O movimento é mais um capítulo na volátil dinâmica de poder do Oriente Médio, mas sua execução sugere um cálculo preciso. Ao não divulgar bandeiras, proprietários ou danos às embarcações, Teerã envia um sinal de força sem, necessariamente, cruzar uma linha vermelha que tornaria uma retaliação militar inevitável. A leitura aqui é que se trata de um ato de asserção geopolítica, desenhado para testar os limites da presença americana na região e lembrar o mercado do poder iraniano sobre o mais importante chokepoint de petróleo do mundo.

O tabuleiro marítimo

A ação da IRGC não pode ser vista de forma isolada. O Estreito de Ormuz é a artéria pela qual flui cerca de um quinto do consumo global de petróleo. Qualquer instabilidade na região tem impacto imediato nos preços da commodity e nos custos de seguro para a navegação comercial. O recado de Teerã, que advertiu companhias de navegação a ignorarem as diretrizes do Comando Central americano (Centcom), é um desafio direto à arquitetura de segurança liderada por Washington no Golfo.

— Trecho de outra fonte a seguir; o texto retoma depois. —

use regex::Regex;
use shared_types::ExtractionError;
use std::time::{Duration, Instant};

use super::CustomPatternConfig;

/// Check a user-supplied pattern and compile it.
pub fn validate_custom_pattern(pattern: &CustomPatternConfig) -> Result<Regex, ExtractionError> {
    validate_pattern_name(&pattern.name)?;

    let regex = Regex::new(&pattern.regex)
        .map_err(|e| invalid(&pattern.name, format!("regex does not compile: {}", e)))?;

    validate_capture_group(&pattern.name, &regex, pattern.group)?;
    validate_regex_performance(&pattern.name, &regex)?;

    Ok(regex)
}

fn invalid(name: &str, reason: impl Into<String>) -> ExtractionError {
    ExtractionError::InvalidPattern {
        name: name.to_string(),
        reason: reason.into(),
    }
}

fn validate_pattern_name(name: &str) -> Result<(), ExtractionError> {
    if name.is_empty() || name.len() > 100 {
        return Err(invalid(name, "pattern name must be 1-100 characters"));
    }
    if !name
        .chars()
        .all(|c| c.is_ascii_lowercase() || c.is_ascii_digit() || c == '_')
    {
        return Err(invalid(
            name,
            "pattern name must contain only lowercase letters, numbers, and underscores",
        ));
    }
    Ok(())
}

fn validate_capture_group(name: &str, regex: &Regex, group: usize) -> Result<(), ExtractionError> {
    let group_count = regex.captures_len();

    if group >= group_count {
        return Err(invalid(
            name,
            format!(
                "capture group {} does not exist (regex has {} groups)",
                group, group_count
            ),
        ));
    }

    Ok(())
}

fn validate_regex_performance(name: &str, regex: &Regex) -> Result<(), ExtractionError> {
    let probe = "a".repeat(1000);

    let start = Instant::now();
    let _ = regex.is_match(&probe);

    if start.elapsed() > Duration::from_millis(100) {
        return Err(invalid(name, "regex is too slow on a 1000 character probe"));
    }

    Ok(())
}
use shared_types::ContactField;

use super::ExtractionLimits;

/// Run the validation guard for `field` over a captured candidate.
/// Returns the value to report, or `None` if the candidate is rejected.
pub fn accept(field: ContactField, candidate: &str, limits: &ExtractionLimits) -> Option<String> {
    let candidate = candidate.trim();
    if candidate.is_empty() {
        return None;
    }

    match field {
        ContactField::Name => accept_name(candidate, limits),
        ContactField::Company => accept_company(candidate, limits),
        ContactField::Email => Some(candidate.to_string()),
        ContactField::Phone => accept_phone(candidate, limits),
    }
}

fn accept_name(candidate: &str, limits: &ExtractionLimits) -> Option<String> {
    if candidate.chars().count() > limits.max_name_len {
        return None;
    }
    if candidate.split_whitespace().count() > limits.max_name_tokens {
        return None;
    }
    Some(candidate.to_string())
}

fn accept_company(candidate: &str, limits: &ExtractionLimits) -> Option<String> {
    if candidate.chars().count() > limits.max_company_len {
        return None;
    }

    let lower = candidate.to_lowercase();
    if limits
        .company_stopwords
        .iter()
        .any(|word| word.to_lowercase() == lower)
    {
        return None;
    }

    Some(candidate.to_string())
}

fn accept_phone(candidate: &str, limits: &ExtractionLimits) -> Option<String> {
    let normalized = normalize_phone(candidate);
    let digits = normalized.chars().filter(|c| c.is_ascii_digit()).count();

    if digits >= limits.min_phone_digits {
        Some(normalized)
    } else {
        None
    }
}

/// Drop whitespace, hyphens and parentheses; a leading '+' survives.
pub fn normalize_phone(raw: &str) -> String {
    raw.chars()
        .filter(|c| !c.is_whitespace() && !matches!(c, '-' | '(' | ')'))
        .collect()
}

Paralelamente, uma reportagem da Bloomberg aponta que seis navios-tanque sauditas alteraram sua rota no Estreito de Bab el-Mandeb, outra via marítima crucial, após ameaças do movimento Houthi, alinhado ao Irã. A sincronia, intencional ou não, evidencia uma estratégia de pressão em múltiplos pontos da cadeia logística de energia, mirando diretamente os Estados Unidos e seus principais aliados na região, como a Arábia Saudita.

Risco calculado e o custo da incerteza

Para as empresas de navegação e seguradoras, o incidente é um alerta concreto. Ameaças dessa natureza se traduzem em prêmios de risco de guerra mais altos e, em última instância, em fretes mais caros. É uma tática de guerra econômica de baixa intensidade, que impõe custos a adversários sem disparar um único míssil em um confronto aberto.

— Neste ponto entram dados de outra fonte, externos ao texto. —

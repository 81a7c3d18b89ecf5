//! Synthesized deployment template.

use rbac_core::{LogicalId, RbacResult};
use serde::Serialize;
use serde_json::{Map, Value};
use std::collections::BTreeMap;
use std::fmt;
use std::path::Path;
use tracing::info;

/// Template format version understood by the orchestration engine.
pub const TEMPLATE_FORMAT_VERSION: &str = "2010-09-09";

/// Resource types the stack declares.
#[derive(Debug, Clone, Copy, PartialEq, Eq, Hash)]
pub enum ResourceType {
    /// Customer managed encryption key.
    Key,
    /// Friendly name of a key.
    KeyAlias,
    /// Generated credential.
    Secret,
    /// Resource-based policy attached to a secret.
    SecretResourcePolicy,
    /// Cache engine user.
    CacheUser,
    /// Group of cache users attached to a replication group.
    CacheUserGroup,
    /// Subnets the cache nodes are placed in.
    CacheSubnetGroup,
    /// The cache cluster.
    ReplicationGroup,
    /// Assumable role.
    Role,
    /// Identity policy attached to roles.
    Policy,
}

impl ResourceType {
    /// Returns the template type name.
    #[must_use]
    pub const fn as_str(&self) -> &'static str {
        match self {
            Self::Key => "AWS::KMS::Key",
            Self::KeyAlias => "AWS::KMS::Alias",
            Self::Secret => "AWS::SecretsManager::Secret",
            Self::SecretResourcePolicy => "AWS::SecretsManager::ResourcePolicy",
            Self::CacheUser => "AWS::ElastiCache::User",
            Self::CacheUserGroup => "AWS::ElastiCache::UserGroup",
            Self::CacheSubnetGroup => "AWS::ElastiCache::SubnetGroup",
            Self::ReplicationGroup => "AWS::ElastiCache::ReplicationGroup",
            Self::Role => "AWS::IAM::Role",
            Self::Policy => "AWS::IAM::Policy",
        }
    }
}

impl fmt::Display for ResourceType {
    fn fmt(&self, f: &mut fmt::Formatter<'_>) -> fmt::Result {
        f.write_str(self.as_str())
    }
}

/// One entry of the `Resources` section.
#[derive(Debug, Clone, PartialEq, Serialize)]
#[serde(rename_all = "PascalCase")]
pub struct TemplateResource {
    #[serde(rename = "Type")]
    pub resource_type: String,
    pub properties: Value,
    #[serde(skip_serializing_if = "Vec::is_empty")]
    pub depends_on: Vec<LogicalId>,
}

/// One entry of the `Outputs` section.
#[derive(Debug, Clone, PartialEq, Serialize)]
#[serde(rename_all = "PascalCase")]
pub struct TemplateOutput {
    #[serde(skip_serializing_if = "Option::is_none")]
    pub description: Option<String>,
    pub value: Value,
}

/// A complete template.
#[derive(Debug, Clone, PartialEq, Serialize)]
pub struct Template {
    #[serde(rename = "AWSTemplateFormatVersion")]
    pub format_version: String,
    #[serde(rename = "Description")]
    pub description: String,
    #[serde(rename = "Metadata", skip_serializing_if = "Map::is_empty")]
    pub metadata: Map<String, Value>,
    #[serde(rename = "Resources")]
    pub resources: BTreeMap<LogicalId, TemplateResource>,
    #[serde(rename = "Outputs", skip_serializing_if = "BTreeMap::is_empty")]
    pub outputs: BTreeMap<String, TemplateOutput>,
}

impl Template {
    /// Creates an empty template.
    #[must_use]
    pub fn new(description: impl Into<String>) -> Self {
        Self {
            format_version: TEMPLATE_FORMAT_VERSION.to_string(),
            description: description.into(),
            metadata: Map::new(),
            resources: BTreeMap::new(),
            outputs: BTreeMap::new(),
        }
    }

    /// Looks up a resource by logical id.
    #[must_use]
    pub fn resource(&self, id: &LogicalId) -> Option<&TemplateResource> {
        self.resources.get(id)
    }

    /// Iterates over resources of one type, in logical id order.
    pub fn resources_of_type(&self, resource_type: ResourceType) -> impl Iterator<Item = (&LogicalId, &TemplateResource)> {
        self.resources
            .iter()
            .filter(move |(_, r)| r.resource_type == resource_type.as_str())
    }

    /// Renders the template as JSON text.
    pub fn to_json_string(&self, pretty: bool) -> RbacResult<String> {
        let text = if pretty {
            serde_json::to_string_pretty(self)?
        } else {
            serde_json::to_string(self)?
        };
        Ok(text)
    }

    /// Writes the template to `path`.
    pub fn write_to(&self, path: &Path, pretty: bool) -> RbacResult<()> {
        let text = self.to_json_string(pretty)?;
        std::fs::write(path, text)?;
        info!(path = %path.display(), resources = self.resources.len(), "Template written");
        Ok(())
    }
}

#[cfg(test)]
mod tests {
    use super::*;
    use serde_json::json;

    fn sample() -> Template {
        let mut template = Template::new("demo");
        template.resources.insert(
            LogicalId::new("Secret1"),
            TemplateResource {
                resource_type: ResourceType::Secret.to_string(),
                properties: json!({"Name": "x"}),
                depends_on: vec![],
            },
        );
        template.resources.insert(
            LogicalId::new("User1"),
            TemplateResource {
                resource_type: ResourceType::CacheUser.to_string(),
                properties: json!({}),
                depends_on: vec![LogicalId::new("Secret1")],
            },
        );
        template
    }

    #[test]
    fn test_serialized_shape() {
        let value = serde_json::to_value(sample()).unwrap();
        assert_eq!(value["AWSTemplateFormatVersion"], TEMPLATE_FORMAT_VERSION);
        assert_eq!(value["Resources"]["User1"]["Type"], "AWS::ElastiCache::User");
        assert_eq!(value["Resources"]["User1"]["DependsOn"], json!(["Secret1"]));
        assert!(value["Resources"]["Secret1"].get("DependsOn").is_none());
        assert!(value.get("Outputs").is_none());
        assert!(value.get("Metadata").is_none());
    }

    #[test]
    fn test_resources_of_type() {
        let template = sample();
        let users: Vec<_> = template.resources_of_type(ResourceType::CacheUser).collect();
        assert_eq!(users.len(), 1);
        assert_eq!(users[0].0.as_str(), "User1");
    }

    #[test]
    fn test_write_to_file() {
        let dir = tempfile::tempdir().unwrap();
        let path = dir.path().join("template.json");
        sample().write_to(&path, false).unwrap();

        let written: Value = serde_json::from_str(&std::fs::read_to_string(&path).unwrap()).unwrap();
        assert_eq!(written["Description"], "demo");
    }
}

O Irã joga com a premissa de que nem os EUA, nem as monarquias do Golfo, desejam uma conflagração total, que poderia levar o preço do barril de petróleo a patamares estratosféricos e desestabilizar a economia global. Essas ações na chamada “zona cinzenta” permitem a Teerã projetar poder e ganhar poder de barganha em outras frentes diplomáticas, mantendo um grau de negação plausível.

O episódio deixa o mercado e as chancelarias em estado de alerta. A questão que paira é se esta foi uma provocação pontual ou o início de uma nova fase de hostilidades. A resposta dependerá dos próximos movimentos de Washington e seus aliados, com a estabilidade do fornecimento global de energia novamente em jogo.